# Unlicensed handyman KILLS 4 month old girl.



## 22rifle (Jun 14, 2008)

(NOTE: I posted this over on CT. It might attract some heat from the low lifes but it does make a strong case for why we say what we say.)

OK, so he didn't do it on purpose but it would not be a huge stretch to string him up for involuntary manslaughter.



> Fire investigators Friday blamed a fatal house explosion in north Charlotte on an improperly removed heater that left a gas pipe uncapped.
> 
> 
> When an *uncertified handyman turned the gas back on last week to ignite a water heater*, fire officials said gas seeped from the uncapped pipe for almost two hours before the house blew up.
> ...





> *A handyman removed the gas heater from the hallway, but firefighters said he didn't cap the pipe to prevent gas from flowing out of it in the future.* The gas was turned off at the time.
> 
> Synora's family moved into the house in June. On June 19, Chambers talked with the landlord about a leaky toilet at the one-story house. She also told the landlord she had put a deposit down for gas, but the family didn't have hot water.
> 
> ...


http://www.charlotte.com/171/story/690196.html

And that my friends, is why some of us say, "Hire a professional plumber" even when the law doesn't require it.


----------



## Alan (Jun 18, 2008)

Thats also why when we start a job, we don't send someone else to finish it.

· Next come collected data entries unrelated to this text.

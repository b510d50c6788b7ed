use crate::{
    kind::wire_kind,
    registry::{TaggedFamily, VariantRegistry},
};
use meshwire_core::{
    error::WireError,
    guard,
    wire::{WireBuilder, WireObject},
};
use std::sync::LazyLock;

wire_kind! {
    /// Discriminator for backup storage destinations.
    pub enum BackupStorageKind {
        AzureBlobStore => "AzureBlobStore",
        FileShare => "FileShare",
        DsmsAzureBlobStore => "DsmsAzureBlobStore",
    }
}

///
/// BackupStorage
///
/// Where cluster backups are written. One variant per storage backend;
/// `friendly_name` is the base field every variant shares.
///

#[derive(Clone, Debug, Eq, PartialEq)]
pub enum BackupStorage {
    AzureBlobStore(AzureBlobStore),
    FileShare(FileShare),
    DsmsAzureBlobStore(DsmsAzureBlobStore),
}

impl BackupStorage {
    /// Human-readable label common to all storage backends.
    #[must_use]
    pub fn friendly_name(&self) -> Option<&str> {
        match self {
            Self::AzureBlobStore(v) => v.friendly_name(),
            Self::FileShare(v) => v.friendly_name(),
            Self::DsmsAzureBlobStore(v) => v.friendly_name(),
        }
    }

    fn encode_fields(&self, builder: WireBuilder) -> WireBuilder {
        let builder = builder.push_opt("FriendlyName", self.friendly_name());
        match self {
            Self::AzureBlobStore(v) => builder
                .push("ConnectionString", v.connection_string())
                .push("ContainerName", v.container_name()),
            Self::FileShare(v) => builder
                .push("Path", v.path())
                .push_opt("PrimaryUserName", v.primary_user_name())
                .push_opt("PrimaryPassword", v.primary_password()),
            Self::DsmsAzureBlobStore(v) => builder
                .push("StorageCredentialsSourceLocation", v.source_location())
                .push("ContainerName", v.container_name()),
        }
    }
}

static REGISTRY: LazyLock<VariantRegistry<BackupStorage>> = LazyLock::new(|| {
    VariantRegistry::builder()
        .register(
            BackupStorageKind::AzureBlobStore,
            AzureBlobStore::decode_variant,
            |family, builder| family.encode_fields(builder),
        )
        .register(
            BackupStorageKind::FileShare,
            FileShare::decode_variant,
            |family, builder| family.encode_fields(builder),
        )
        .register(
            BackupStorageKind::DsmsAzureBlobStore,
            DsmsAzureBlobStore::decode_variant,
            |family, builder| family.encode_fields(builder),
        )
        .build()
});

impl TaggedFamily for BackupStorage {
    type Kind = BackupStorageKind;
    const KIND_FIELD: &'static str = "Kind";

    fn kind(&self) -> BackupStorageKind {
        match self {
            Self::AzureBlobStore(_) => BackupStorageKind::AzureBlobStore,
            Self::FileShare(_) => BackupStorageKind::FileShare,
            Self::DsmsAzureBlobStore(_) => BackupStorageKind::DsmsAzureBlobStore,
        }
    }

    fn registry() -> &'static VariantRegistry<Self> {
        &REGISTRY
    }
}

///
/// AzureBlobStore
///
/// Azure blob container addressed by connection string.
///

#[derive(Clone, Debug, Eq, PartialEq)]
pub struct AzureBlobStore {
    friendly_name: Option<String>,
    connection_string: String,
    container_name: String,
}

impl AzureBlobStore {
    pub fn new(
        friendly_name: Option<String>,
        connection_string: String,
        container_name: String,
    ) -> Result<Self, WireError> {
        Ok(Self {
            friendly_name,
            connection_string: guard::require_nonempty(connection_string, "ConnectionString")?,
            container_name: guard::require_nonempty(container_name, "ContainerName")?,
        })
    }

    #[must_use]
    pub fn friendly_name(&self) -> Option<&str> {
        self.friendly_name.as_deref()
    }

    #[must_use]
    pub fn connection_string(&self) -> &str {
        &self.connection_string
    }

    #[must_use]
    pub fn container_name(&self) -> &str {
        &self.container_name
    }

    fn decode_variant(obj: &WireObject<'_>) -> Result<BackupStorage, WireError> {
        Ok(BackupStorage::AzureBlobStore(Self::new(
            obj.string_field("FriendlyName")?,
            obj.require_string("ConnectionString")?,
            obj.require_string("ContainerName")?,
        )?))
    }
}

///
/// FileShare
///
/// SMB file share destination; credentials are optional when the cluster
/// identity already has access.
///

#[derive(Clone, Debug, Eq, PartialEq)]
pub struct FileShare {
    friendly_name: Option<String>,
    path: String,
    primary_user_name: Option<String>,
    primary_password: Option<String>,
}

impl FileShare {
    pub fn new(
        friendly_name: Option<String>,
        path: String,
        primary_user_name: Option<String>,
        primary_password: Option<String>,
    ) -> Result<Self, WireError> {
        Ok(Self {
            friendly_name,
            path: guard::require_nonempty(path, "Path")?,
            primary_user_name,
            primary_password,
        })
    }

    #[must_use]
    pub fn friendly_name(&self) -> Option<&str> {
        self.friendly_name.as_deref()
    }

    #[must_use]
    pub fn path(&self) -> &str {
        &self.path
    }

    #[must_use]
    pub fn primary_user_name(&self) -> Option<&str> {
        self.primary_user_name.as_deref()
    }

    #[must_use]
    pub fn primary_password(&self) -> Option<&str> {
        self.primary_password.as_deref()
    }

    fn decode_variant(obj: &WireObject<'_>) -> Result<BackupStorage, WireError> {
        Ok(BackupStorage::FileShare(Self::new(
            obj.string_field("FriendlyName")?,
            obj.require_string("Path")?,
            obj.string_field("PrimaryUserName")?,
            obj.string_field("PrimaryPassword")?,
        )?))
    }
}

///
/// DsmsAzureBlobStore
///
/// Azure blob container whose credentials are resolved from a managed
/// secret-store source location.
///

#[derive(Clone, Debug, Eq, PartialEq)]
pub struct DsmsAzureBlobStore {
    friendly_name: Option<String>,
    source_location: String,
    container_name: String,
}

impl DsmsAzureBlobStore {
    pub fn new(
        friendly_name: Option<String>,
        source_location: String,
        container_name: String,
    ) -> Result<Self, WireError> {
        Ok(Self {
            friendly_name,
            source_location: guard::require_nonempty(
                source_location,
                "StorageCredentialsSourceLocation",
            )?,
            container_name: guard::require_nonempty(container_name, "ContainerName")?,
        })
    }

    #[must_use]
    pub fn friendly_name(&self) -> Option<&str> {
        self.friendly_name.as_deref()
    }

    #[must_use]
    pub fn source_location(&self) -> &str {
        &self.source_location
    }

    #[must_use]
    pub fn container_name(&self) -> &str {
        &self.container_name
    }

    fn decode_variant(obj: &WireObject<'_>) -> Result<BackupStorage, WireError> {
        Ok(BackupStorage::DsmsAzureBlobStore(Self::new(
            obj.string_field("FriendlyName")?,
            obj.require_string("StorageCredentialsSourceLocation")?,
            obj.require_string("ContainerName")?,
        )?))
    }
}

///
/// TESTS
///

Too much critical information is lost in the transfer of bodies. :whistling2:


----------



## service guy (Jun 26, 2008)

I wonder if he had insurance. At least if a licensed plumber blow up your house, they have some kind of liability insurance as required by the licensing state.
No amount of money will relieve the loss of a child though...very sad.


----------



## Bill (Jun 17, 2008)

Thats why handymen ought to be outlawed. This sort of thing not only happens with plumbing, but electrical and framing as well.


----------



## Cal (Jun 17, 2008)

God Bless that family .

Sure the guy didn't do it on purpose ,,,, yet I'm with the OP . We don't go through what we do just so some jack leg can take over !!


----------



## smellslike$tome (Jun 16, 2008)

There is no insurance that will cover this situation. I believe the owner is ultimately responsible in this case. Both he and the handyman will be sued into oblivion. They are now both destitute and will live out their lives in that condition as they should but all of the gold on the planet will not bring back that little girl. Tragic.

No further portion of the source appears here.